While speculative bets in COMEX futures continue to set the spot price for silver, the supply of available physical silver has dropped to critical levels. LBMA silver stockpiles ave dropped to 26,502 tons, down 2.2% from the previous month. The value of holdings stood at $16.3 billion, which is about 883,417 silver bars. This is the lowest amount of silver held in LBMA vaults since reporting started in July 2016.

An incredible 1,404 tons of silver was withdrawn from COMEX in September, leaving only 1,186 tons. It’s running out, folks. When the paper silver traders realize that the actual silver is almost gone, they will all stand for delivery and cause a “bank run” on the COMEX silver vaults.

Andy Schectman, CEO of Miles Franklin Precious Metals, claims that there are 1,802% more COMEX silver futures contracts trading than the amount of physical silver in the vaults. Bullion banks and other market makers will be forced to buy silver on the spot market at far higher prices in order to honor the contracts of those standing for delivery.

On The Retail Front

The US Mint finally lifted the quotas on 2022 American Silver Eagles at the end of October, and distributors were quick to pounce. ASE sales numbers in October went from the 850,000 quota limit to 1,258,000. November ASE sales were 1,407,000. That will be the last 2022 ASEs released by the Mint, as production shifts to making sure there is enough 2023 ASEs to meet the heavy demand in January.

2022 American Gold Eagle production ended in November, as planned. Only 6,000 1 oz AGEs were sold for the month. October’s totals were updated to 62,500 oz of AGEs in all sizes. American Gold Buffalo coin sales hit 4,500 in November before starting the transition to 2023 production. October sales figures were adjusted upward to 39,500.


The Perth Mint sold a record 183,102 ounces of gold coins and minted bars in October. Silver coin and minted bar sales for the month were just shy of 2 million ounces, at 1,995.350 oz. This is down by 23% from September, but up 48% from last year.

Market Buzz

Silver demand in India is expected to spike by 80% this year to a new record.

Also in India, airport security in Mumbai set a single-day record for gold smuggling busts, nabbing 61 kg (135 lb) of gold worth more than $3 million from a total of seven passengers.

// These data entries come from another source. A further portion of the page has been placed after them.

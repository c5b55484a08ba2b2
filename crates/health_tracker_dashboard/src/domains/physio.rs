use chrono::NaiveDate;
use health_tracker_store::DailyRecord;
use serde::{Deserialize, Serialize};

use crate::series::DateSeries;
use crate::streak::{LongestStreak, StreakStep, current_streak, longest_streak};

#[derive(Clone, Debug, PartialEq, Eq, Deserialize, Serialize)]
pub struct PhysioSummary {
    /// `None` when there is no record for yesterday or the flag is NULL.
    pub yesterday_active: Option<bool>,
    pub current_streak: u32,
    pub longest_streak: LongestStreak,
}

/// Inactive days (flag false or NULL) are neutral: they neither extend nor end a streak.
pub fn physio_step(record: &DailyRecord) -> StreakStep {
    match (record.physio_active, record.physio_completed) {
        (Some(true), Some(true)) => StreakStep::Continue,
        (Some(true), _) => StreakStep::Break,
        _ => StreakStep::Skip,
    }
}

/// `last_day` holds the record for `anchor`, if any.
pub fn summarize_physio(
    last_day: &DateSeries,
    history: &DateSeries,
    anchor: NaiveDate,
) -> PhysioSummary {
    PhysioSummary {
        yesterday_active: last_day.observe(anchor, |r| r.physio_active).value(),
        current_streak: current_streak(history, anchor, physio_step),
        longest_streak: longest_streak(history, physio_step),
    }
}

#[cfg(test)]
mod tests {
    use super::*;

    fn day(d: u32) -> NaiveDate {
        NaiveDate::from_ymd_opt(2025, 7, d).unwrap()
    }

    fn physio(d: u32, active: Option<bool>, completed: Option<bool>) -> DailyRecord {
        DailyRecord {
            physio_active: active,
            physio_completed: completed,
            ..DailyRecord::new(day(d))
        }
    }

    #[test]
    fn predicate_table() {
        let cases = [
            (Some(true), Some(true), StreakStep::Continue),
            (Some(true), Some(false), StreakStep::Break),
            (Some(true), None, StreakStep::Break),
            (Some(false), Some(true), StreakStep::Skip),
            (Some(false), None, StreakStep::Skip),
            (None, Some(true), StreakStep::Skip),
            (None, None, StreakStep::Skip),
        ];
        for (active, completed, expected) in cases {
            assert_eq!(
                physio_step(&physio(1, active, completed)),
                expected,
                "active={active:?} completed={completed:?}"
            );
        }
    }

    #[test]
    fn inactive_day_does_not_break_longest_streak() {
        let history: DateSeries = vec![
            physio(1, Some(true), Some(true)),
            physio(2, Some(false), None),
            physio(3, Some(true), Some(true)),
        ]
        .into_iter()
        .collect();
        let out = summarize_physio(&history, &history, day(3));
        assert_eq!(out.longest_streak.length, 2);
        assert_eq!(out.longest_streak.end_date, Some(day(3)));
        assert_eq!(out.current_streak, 2);
        assert_eq!(out.yesterday_active, Some(true));
    }

    #[test]
    fn incomplete_active_day_breaks() {
        let history: DateSeries = vec![
            physio(1, Some(true), Some(true)),
            physio(2, Some(true), None),
            physio(3, Some(true), Some(true)),
        ]
        .into_iter()
        .collect();
        let out = summarize_physio(&DateSeries::default(), &history, day(3));
        assert_eq!(out.current_streak, 1);
        assert_eq!(out.longest_streak.length, 1);
        assert_eq!(out.longest_streak.end_date, Some(day(1)));
        assert_eq!(out.yesterday_active, None);
    }

    #[test]
    fn inactive_yesterday_keeps_streak_alive() {
        let history: DateSeries = vec![
            physio(1, Some(true), Some(true)),
            physio(2, Some(true), Some(true)),
            physio(3, None, None),
        ]
        .into_iter()
        .collect();
        let out = summarize_physio(&history, &history, day(3));
        assert_eq!(out.current_streak, 2);
        assert_eq!(out.yesterday_active, None);
    }
}
//! Gap-aware, date-ordered view over daily records.

use std::collections::BTreeMap;

use chrono::{Duration, NaiveDate};
use health_tracker_store::DailyRecord;
use serde::{Deserialize, Serialize};

/// One field on one date: no record, a record with the field NULL, or a value.
#[derive(Clone, Copy, Debug, PartialEq)]
pub enum Observation<T> {
    Absent,
    Null,
    Value(T),
}

impl<T> Observation<T> {
    pub fn value(self) -> Option<T> {
        match self {
            Observation::Value(v) => Some(v),
            Observation::Absent | Observation::Null => None,
        }
    }
}

/// Inclusive range of calendar dates. Empty when `start > end`.
#[derive(Clone, Copy, Debug, PartialEq, Eq, Deserialize, Serialize)]
pub struct DateRange {
    pub start: NaiveDate,
    pub end: NaiveDate,
}

impl DateRange {
    pub fn new(start: NaiveDate, end: NaiveDate) -> Self {
        Self { start, end }
    }

    /// The `days` dates ending at (and including) `end`.
    pub fn ending_at(end: NaiveDate, days: u32) -> Self {
        let span = i64::from(days.max(1)) - 1;
        Self::new(end - Duration::days(span), end)
    }

    /// Range of the same length immediately before this one.
    pub fn preceding(&self) -> Self {
        let len = self.len_days().max(1);
        let end = self.start - Duration::days(1);
        Self::new(end - Duration::days(len - 1), end)
    }

    pub fn len_days(&self) -> i64 {
        if self.start > self.end {
            0
        } else {
            (self.end - self.start).num_days() + 1
        }
    }

    pub fn is_empty(&self) -> bool {
        self.start > self.end
    }

    /// Every date in the range, ascending.
    pub fn days(self) -> impl Iterator<Item = NaiveDate> {
        let end = self.end;
        self.start.iter_days().take_while(move |d| *d <= end)
    }
}

/// Records keyed by date, iterated ascending.
#[derive(Clone, Debug, Default)]
pub struct DateSeries {
    records: BTreeMap<NaiveDate, DailyRecord>,
}

impl FromIterator<DailyRecord> for DateSeries {
    fn from_iter<I: IntoIterator<Item = DailyRecord>>(iter: I) -> Self {
        Self {
            records: iter.into_iter().map(|r| (r.date, r)).collect(),
        }
    }
}

impl DateSeries {
    pub fn len(&self) -> usize {
        self.records.len()
    }

    pub fn is_empty(&self) -> bool {
        self.records.is_empty()
    }

    pub fn get(&self, date: NaiveDate) -> Option<&DailyRecord> {
        self.records.get(&date)
    }

    /// Look up one field on `date`, keeping "no record" apart from "NULL".
    pub fn observe<T>(
        &self,
        date: NaiveDate,
        field: impl Fn(&DailyRecord) -> Option<T>,
    ) -> Observation<T> {
        match self.records.get(&date) {
            None => Observation::Absent,
            Some(record) => field(record).map_or(Observation::Null, Observation::Value),
        }
    }

    /// All records, ascending by date.
    pub fn iter(&self) -> impl Iterator<Item = &DailyRecord> {
        self.records.values()
    }

    /// Records inside `range`, ascending by date.
    pub fn in_range(&self, range: DateRange) -> impl Iterator<Item = &DailyRecord> {
        let end = range.end;
        self.records
            .range(range.start..)
            .take_while(move |(date, _)| **date <= end)
            .map(|(_, record)| record)
    }
}
use std::sync::Arc;

use metrics_exporter_prometheus::PrometheusHandle;

use crate::aggregator::DashboardAggregator;

/// Shared state handed to every HTTP handler.
#[derive(Clone)]
pub struct AppState {
    pub aggregator: Arc<DashboardAggregator>,
    pub metrics: PrometheusHandle,
}

impl AppState {
    pub fn new(aggregator: DashboardAggregator, metrics: PrometheusHandle) -> Self {
        Self {
            aggregator: Arc::new(aggregator),
            metrics,
        }
    }
}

The World Gold Council (WGC) reports that global gold demand totaled 1,181 tons in the third quarter of 2022, 28% higher than the third quarter last year. Retail gold coin and small bar demand hit 351 tons in the quarter, 36% higher than last year. Year to date, gold demand has been 18% higher than last year.

Gold demand in China for the third quarter was 163 tons, up 58% from the second quarter, when COVID lockdowns suppressed the economy.